For even the most diligent student of the Lassnig show, it’s hard not to emerge from this sequence of exhibitions feeling so pummelled by Bacon that memories of the show that came before him are recalled through a cloud as if one were reeling from a punch to the head. Where Lassnig explores physical sensation, emotion, and mankind’s relationship to technology with quizzical humor and expressive oddness, Bacon leaps headlong into the abyss. You can’t beat Bacon at pain. Where his mouths are all screaming teeth or bruised with compression as if the face wanted to consume itself, Lassnig’s self portraits often show the artist with her mouth half open as if startled, or perhaps hesitating on the edge of speech.

Yet pain and anger too are part of Lassnig’s artistic vocabulary: a series of paintings created during the first Gulf War show furious blind humanoid figures carried on weapon-like limbs. Toward the end of her life her paintings explored personal sensations of disease and exhaustion—an untitled work from 2005 presents a seeping, near-horizontal form propped up on crutches like an ancient Japanese pine tree. The faces of the convalescents in Krankenhaus (Hospital, 2005) are cartoonish grotesques of pain and exhaustion, but the bodies glimpsed beneath the sheets are warped and abstracted with suffering.

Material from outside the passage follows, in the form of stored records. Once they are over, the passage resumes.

// ==============================================================================
// animation/mod.rs - PRESENTATION LAYER
// ------------------------------------------------------------------------------
// Reads a vehicle once per frame (AnimationFrame) and derives the visual pose:
// steering angle, wheel roll, suspension offset and swing, body tilt and roll.
// Never feeds back into the simulation.
// ==============================================================================

pub mod body;
pub mod settings;
pub mod static_animator;
pub mod wheels;

pub use body::{TiltState, body_roll};
pub use settings::{AnimationSettings, RollSettings, TankSettings, TiltParams, WheelSide};
pub use static_animator::{StaticAnimator, StaticPose};
pub use wheels::{SteeringSweep, WheelAnimationInfo, rolling_angle};

use crate::math::Vec3;
use crate::vehicle::Vehicle;
use serde::Serialize;

#[derive(Debug, Clone, Copy, Default, PartialEq)]
pub struct WheelSample {
    pub offset: f32,
    pub swing: f32,
    pub radius: f32,
    pub steering: bool,
}

/// Everything the animators read from a vehicle in one frame.
#[derive(Debug, Clone, Default, PartialEq)]
pub struct AnimationFrame {
    pub speed: f32, // km/h, signed
    pub turning_input: f32,
    pub is_moving_backward: bool,
    pub is_accelerating: bool,
    pub is_braking: bool,
    pub is_engine_braking: bool,
    pub last_applied_acceleration: f32,
    pub last_applied_braking: f32,
    pub local_velocity: Vec3,
    pub wheels: Vec<WheelSample>,
}

impl Vehicle {
    pub fn animation_frame(&self) -> AnimationFrame {
        AnimationFrame {
            speed: self.speed(),
            turning_input: self.active_input().turning(),
            is_moving_backward: self.is_moving_backward(),
            is_accelerating: self.is_accelerating(),
            is_braking: self.is_braking(),
            is_engine_braking: self.is_engine_braking(),
            last_applied_acceleration: self.last_applied_acceleration(),
            last_applied_braking: self.last_applied_braking(),
            local_velocity: self.local_velocity(),
            wheels: self
                .springs()
                .iter()
                .zip(&self.settings().suspension.springs)
                .map(|(state, spring)| WheelSample {
                    offset: state.wheel_offset,
                    swing: state.swing,
                    radius: spring.wheel_radius,
                    steering: spring.steering,
                })
                .collect(),
        }
    }
}

#[derive(Debug, Clone, Copy, Default, PartialEq, Serialize)]
pub struct WheelPose {
    pub rotation: f32,
    pub offset: f32,
    pub swing: f32,
}

/// What a remote viewer needs to draw the vehicle.
#[derive(Debug, Clone, Default, PartialEq, Serialize)]
pub struct AnimationPose {
    pub direction: f32,
    pub tilt: f32,
    pub roll: f32,
    pub wheels: Vec<WheelPose>,
}

#[derive(Debug, Clone, Default)]
pub struct VehicleAnimator {
    settings: AnimationSettings,
    wheels: Vec<WheelAnimationInfo>,
    steering: SteeringSweep,
    tilt: TiltState,
    roll: f32,
}

impl VehicleAnimator {
    pub fn new(settings: AnimationSettings) -> Self {
        Self {
            settings,
            ..Default::default()
        }
    }

    pub fn settings(&self) -> &AnimationSettings {
        &self.settings
    }

    pub fn wheels(&self) -> &[WheelAnimationInfo] {
        &self.wheels
    }

    pub(crate) fn wheels_mut(&mut self) -> &mut Vec<WheelAnimationInfo> {
        &mut self.wheels
    }

    pub fn direction(&self) -> f32 {
        self.steering.current
    }

    pub fn tilt(&self) -> f32 {
        self.tilt.current
    }

    pub fn roll(&self) -> f32 {
        self.roll
    }

    /// Rebuilds the registry with one entry per wheel; sides come from the
    /// settings when configured.
    pub fn allocate_wheels(&mut self, samples: &[WheelSample]) {
        let sides = &self.settings.wheels.sides;
        self.wheels = samples
            .iter()
            .enumerate()
            .map(|(i, sample)| WheelAnimationInfo {
                side: sides.get(i).copied().unwrap_or_default(),
                is_steering: sample.steering,
                ..Default::default()
            })
            .collect();
    }

    pub fn update(&mut self, frame: &AnimationFrame, dt: f32) {
        if self.wheels.len() != frame.wheels.len() {
            self.allocate_wheels(&frame.wheels);
        }
        self.update_wheels(frame, dt);
        self.update_body(frame, dt);
    }

    pub(crate) fn update_wheels(&mut self, frame: &AnimationFrame, dt: f32) {
        let wheel_settings = &self.settings.wheels;
        self.steering.update(frame.turning_input, wheel_settings, dt);

        match &self.settings.tank {
            Some(tank) => wheels::rotate_tracks(
                &mut self.wheels,
                frame,
                wheel_settings,
                tank,
                self.steering.current,
                dt,
            ),
            None => wheels::rotate_wheels(&mut self.wheels, frame, wheel_settings, dt),
        }

        for (wheel, sample) in self.wheels.iter_mut().zip(&frame.wheels) {
            wheel.offset = sample.offset;
            wheel.swing = sample.swing;
        }
    }

    pub(crate) fn update_body(&mut self, frame: &AnimationFrame, dt: f32) {
        self.tilt.update(
            frame,
            &self.settings.acceleration_tilt,
            &self.settings.braking_tilt,
            dt,
        );
        self.roll = body_roll(frame.local_velocity.y, &self.settings.roll);
    }

    pub fn pose(&self) -> AnimationPose {
        AnimationPose {
            direction: self.steering.current,
            tilt: self.tilt.current,
            roll: self.roll,
            wheels: self
                .wheels
                .iter()
                .map(|w| WheelPose {
                    rotation: w.rotation,
                    offset: w.offset,
                    swing: w.swing,
                })
                .collect(),
        }
    }
}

Francis Bacon, Portrait of Isabel Rawsthorne Standing in a Street in Soho (1967). Courtesy © The Estate of Francis Bacon. All rights reserved. DACS 2016. Staatliche Museen zu Berlin, Nationalgalerie. Acquired by the state of Berlin

Francis Bacon, Portrait of Isabel Rawsthorne Standing in a Street in Soho (1967). Courtesy © The Estate of Francis Bacon. All rights reserved. DACS 2016. Staatliche Museen zu Berlin, Nationalgalerie. Acquired by the state of Berlin

With only ten years difference in age (Bacon was born 1909, Lassnig in 1919) the fact that Lassnig is receiving a tentative introductory retrospective while Bacon is afforded an academically rigorous thematic investigation is also eloquent of their relative positions in the artworld. Lassnig was an innovator, with an individual vision, rather than a copyist of styles established by men that had come before, but of course she was also, as she never allows us to forget, a rubber stamped “woman,” exploring a woman’s sensations and physical experiences.

These quibbles are perhaps only to serve as a caveat in approaching two rich and rewarding exhibitions (part of that caveat being precisely that they should be taken as two shows rather than one). Bacon’s use of framing devices in his paintings achieves the twin horror of claustrophobia (the boxed-in subject) and agoraphobia (the threat of the poison-tinted void beyond). Lassnig, even in painting herself emerging from or wrestling with the canvas, feels present and engaged in the space of the gallery. With Lassnig we journey through a shared navigation of life’s difficulties: with Bacon, a private hell.

Francis Bacon, Three Figures and Portrait (1975). ©The Estate of Francis Bacon. All rights reserved. DACS 2016. Image courtesy Tate.

Francis Bacon, Three Figures and Portrait (1975). ©The Estate of Francis Bacon. All rights reserved. DACS 2016. Image courtesy Tate.

“Maria Lassnig and Francis Bacon: Invisible Rooms” are on view at Tate Liverpool until September 18.

“Francis Bacon: Invisible Rooms” will tour to Staatsgalerie Stuttgart from October 7, 2016 – January 8, 2017.